═════ MATERIAL TO PROCESS

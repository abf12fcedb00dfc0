//! Domain model types (pure).
//!
//! All types in this module are pure data with smart constructors.

pub mod contact;
pub mod error;
pub mod group;
pub mod identifiers;
pub mod key_action;
pub mod navigation;
pub mod person;
pub mod post;
pub mod seed;
pub mod story;

// Re-export for convenience
pub use contact::ChatContact;
pub use error::AppError;
pub use group::{AvatarStack, Group, MAX_VISIBLE_GROUP_AVATARS};
pub use identifiers::{ContactId, GroupId, InvalidEntityId, PostId, StoryId};
pub use key_action::KeyAction;
pub use navigation::{HeaderAction, HeaderNav, NavItem, NavSection, HEADER_ACTIONS};
pub use person::{Person, UserProfile};
pub use post::{MapAttachment, Post, PostStats};
pub use seed::SeedData;
pub use story::Story;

══════════

## YOUR TASK
Whenever the string "navigation" shows up on a line of the listing, copy that line.

## RESULT BELOW
pub mod navigation;
pub use navigation::{HeaderAction, HeaderNav, NavItem, NavSection, HEADER_ACTIONS};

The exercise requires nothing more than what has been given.